CV Hub
Resume as Code. Treat your professional identity as a reproducible, versioned system.
Overview
CV Hub is not a portfolio template. It is a system. The project redefines a resume as an engineering artifact — versioned, reproducible, and deployable. Instead of maintaining fragmented representations across LinkedIn, PDF, Notion, and portfolio sites, CV Hub introduces a single declarative source of truth — a YAML file — that drives the entire output pipeline. The result is a fully automated system where one change propagates consistently across all formats and all role-specific variations.
Problem
Traditional resumes are fundamentally broken from a systems perspective. They are: - duplicated across platforms - manually synchronized - context-dependent (DevOps vs Backend vs GameDev) - not version-controlled - not reproducible This leads to drift, inconsistency, and significant maintenance overhead. From an engineering standpoint, this is equivalent to running multiple unsynchronized environments without a single source of truth.
Solution
CV Hub applies infrastructure principles to personal data. The core idea is simple: define once → generate everything → deploy automatically. A single YAML file becomes: - a live website - PDF, DOCX, and TXT artifacts - multiple role-specific CV versions - a versioned, Git-controlled professional profile The system eliminates duplication and enforces consistency by design.
Multi-profile system
Base + delta architecture
Role-specific resumes are generated using a two-layer model: base CV + delta overrides. This allows precise control over positioning without duplicating data.
What I built
- Static-first architecture with zero client-side JavaScript by default
- YAML-based Single Source of Truth for all resume data
- Multi-profile system (DevOps, GameDev, etc.) via deterministic merge pipeline
- Multi-language support with fallback chain
- Automated document generation (PDF via Playwright, DOCX/TXT via docx.js)
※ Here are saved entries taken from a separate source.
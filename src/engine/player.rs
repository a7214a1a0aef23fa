// First-person player state: pose, velocity, grounded flag and locomotion mode.
//
// Angles are in degrees. yaw = 0 faces +X, yaw = -90 faces -Z; pitch is
// positive looking up and always stays within +/- PITCH_LIMIT.

use glam::{Vec2, Vec3};

/// Pitch clamp in degrees; keeps the view from flipping over the poles.
pub const PITCH_LIMIT: f32 = 89.0;

#[derive(Debug, Clone, Copy, PartialEq, Eq, Default)]
pub enum LocomotionMode {
    #[default]
    Walking,
    Noclip,
}

impl LocomotionMode {
    pub fn toggled(self) -> Self {
        match self {
            Self::Walking => Self::Noclip,
            Self::Noclip => Self::Walking,
        }
    }

    pub fn label(self) -> &'static str {
        match self {
            Self::Walking => "WALKING",
            Self::Noclip => "NOCLIP (Flying)",
        }
    }
}

#[derive(Debug, Clone)]
pub struct Player {
    /// Eye position in world space (Y up). The feet are `height` below.
    pub position: Vec3,
    pub yaw: f32,
    pub pitch: f32,
    /// Eye height above the feet.
    pub height: f32,
    /// Horizontal collision radius.
    pub radius: f32,

    // Written only by the locomotion step; read through accessors.
    pub(super) velocity: Vec3,
    pub(super) grounded: bool,
    pub(super) mode: LocomotionMode,
}

impl Player {
    pub fn new(position: Vec3, yaw: f32, pitch: f32, height: f32, radius: f32) -> Self {
        Self {
            position,
            yaw,
            pitch: pitch.clamp(-PITCH_LIMIT, PITCH_LIMIT),
            height,
            radius,
            velocity: Vec3::ZERO,
            grounded: false,
            mode: LocomotionMode::Walking,
        }
    }

    pub fn velocity(&self) -> Vec3 { self.velocity }
    pub fn is_grounded(&self) -> bool { self.grounded }
    pub fn mode(&self) -> LocomotionMode { self.mode }
    pub fn is_noclip(&self) -> bool { self.mode == LocomotionMode::Noclip }

    pub fn feet_y(&self) -> f32 {
        self.position.y - self.height
    }

    /// Flip between walking and noclip. Entering walking clears vertical velocity.
    pub fn toggle_mode(&mut self) {
        self.mode = self.mode.toggled();
        if self.mode == LocomotionMode::Walking {
            self.velocity.y = 0.0;
        }
        log::debug!("locomotion mode -> {:?}", self.mode);
    }

    /// Integrate a mouse delta (x right, y down) into yaw/pitch.
    /// Yaw is left unbounded; pitch is clamped.
    pub fn apply_look(&mut self, mouse_delta: Vec2, sensitivity: f32) {
        self.yaw += mouse_delta.x * sensitivity;
        self.pitch -= mouse_delta.y * sensitivity;
        self.pitch = self.pitch.clamp(-PITCH_LIMIT, PITCH_LIMIT);
    }

    /// Unit view direction including pitch.
    pub fn forward(&self) -> Vec3 {
        let (sin_yaw, cos_yaw) = self.yaw.to_radians().sin_cos();
        let (sin_pitch, cos_pitch) = self.pitch.to_radians().sin_cos();
        Vec3::new(cos_yaw * cos_pitch, sin_pitch, sin_yaw * cos_pitch).normalize()
    }

    /// Unit view direction projected onto the ground plane.
    pub fn flat_forward(&self) -> Vec3 {
        let (sin_yaw, cos_yaw) = self.yaw.to_radians().sin_cos();
        Vec3::new(cos_yaw, 0.0, sin_yaw).normalize()
    }
}

/// Right-hand side vector for a given facing.
pub fn right_of(forward: Vec3) -> Vec3 {
    forward.cross(Vec3::Y).normalize()
}

#[cfg(test)]
mod tests {
    use super::*;
    use rand::rngs::StdRng;
    use rand::{Rng, SeedableRng};

    fn player() -> Player {
        Player::new(Vec3::new(0.0, 1.8, 10.0), -90.0, 0.0, 1.8, 0.3)
    }

    #[test]
    fn starts_walking_and_airborne() {
        let p = player();
        assert_eq!(p.mode(), LocomotionMode::Walking);
        assert!(!p.is_grounded());
        assert_eq!(p.velocity(), Vec3::ZERO);
    }

    #[test]
    fn look_moves_yaw_right_and_pitch_up_for_mouse_up() {
        let mut p = player();
        p.apply_look(Vec2::new(10.0, -20.0), 0.1);
        assert!((p.yaw - -89.0).abs() < 1e-5);
        assert!((p.pitch - 2.0).abs() < 1e-5);
    }

    #[test]
    fn pitch_clamps_at_limits() {
        let mut p = player();
        p.apply_look(Vec2::new(0.0, -100_000.0), 0.1);
        assert_eq!(p.pitch, PITCH_LIMIT);
        p.apply_look(Vec2::new(0.0, 100_000.0), 0.1);
        assert_eq!(p.pitch, -PITCH_LIMIT);
    }

    #[test]
    fn pitch_stays_bounded_under_random_input() {
        let mut rng = StdRng::seed_from_u64(7);
        let mut p = player();
        for _ in 0..10_000 {
            let delta = Vec2::new(rng.gen_range(-500.0..500.0), rng.gen_range(-500.0..500.0));
            p.apply_look(delta, rng.gen_range(0.01..0.5));
            assert!(p.pitch >= -PITCH_LIMIT && p.pitch <= PITCH_LIMIT);
        }
    }

    #[test]
    fn yaw_accumulates_without_wrapping() {
        let mut p = player();
        for _ in 0..10 {
            p.apply_look(Vec2::new(1000.0, 0.0), 0.1);
        }
        assert!((p.yaw - 910.0).abs() < 1e-3);
    }

    #[test]
    fn initial_facing_is_negative_z() {
        let p = player();
        assert!(p.forward().abs_diff_eq(Vec3::new(0.0, 0.0, -1.0), 1e-6));
        assert!(right_of(p.forward()).abs_diff_eq(Vec3::X, 1e-6));
    }

    #[test]
    fn flat_forward_ignores_pitch() {
        let mut p = player();
        p.yaw = 30.0;
        p.pitch = 60.0;
        let flat = p.flat_forward();
        assert_eq!(flat.y, 0.0);
        assert!((flat.length() - 1.0).abs() < 1e-6);
        let f = p.forward();
        assert!((f.length() - 1.0).abs() < 1e-6);
        assert!(f.y > 0.8);
    }

    #[test]
    fn toggling_into_walking_clears_vertical_velocity() {
        let mut p = player();
        p.toggle_mode();
        assert!(p.is_noclip());
        p.velocity = Vec3::new(1.0, 5.0, 1.0);
        p.toggle_mode();
        assert_eq!(p.mode(), LocomotionMode::Walking);
        assert_eq!(p.velocity().y, 0.0);
    }
}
- URL-based theme switching with shareable state
- Fully automated CI/CD pipeline using GitHub Actions
- Dynamic environment-aware configuration (siteUrl from GITHUB_REPOSITORY)
Architecture
The system is built as a deterministic pipeline. Data layer: - YAML files (base + profile deltas) Processing layer: - merge.mjs → produces normalized artifacts - document generators → create PDF/DOCX/TXT Presentation layer: - Astro static build → HTML output Deployment: - GitHub Actions → immutable build → GitHub Pages No runtime server. No hidden state. Every output is reproducible from source.
Engineering Decisions
- Astro over SPA frameworks to eliminate unnecessary runtime and hydration cost
- Static generation to guarantee performance and predictability
- YAML over CMS to retain full control and versioning
- URL-driven state instead of localStorage for shareability and transparency
- Explicit delta files instead of implicit overrides to keep changes observable
Themes
DevOps Approach
The project treats a resume as a build artifact. Key principles: - Git-based versioning - Immutable builds - CI/CD automation - Environment-independent deployment - Zero runtime dependencies Every commit produces a fully consistent, deployable state of the system.
Trade-offs
- No CMS — intentional trade-off for control and transparency
- No backend — static-only architecture
- Manual delta creation for profiles — explicit over implicit complexity
- Limited runtime flexibility in favor of determinism
Result
- One edit regenerates all formats across all profiles and languages
- Fully static deployment with zero infrastructure cost
- Fork-ready system with zero configuration required
- Lighthouse: 100 Performance / 100 Accessibility / 100 SEO
- Predictable, reproducible output across environments
Takeaways
CV Hub demonstrates that even non-traditional domains like resumes benefit from engineering rigor. By applying system design principles — single source of truth, deterministic pipelines, and automation — the project transforms a static document into a scalable, maintainable system. This approach generalizes beyond resumes to any domain where data consistency, reproducibility, and multi-target output matter.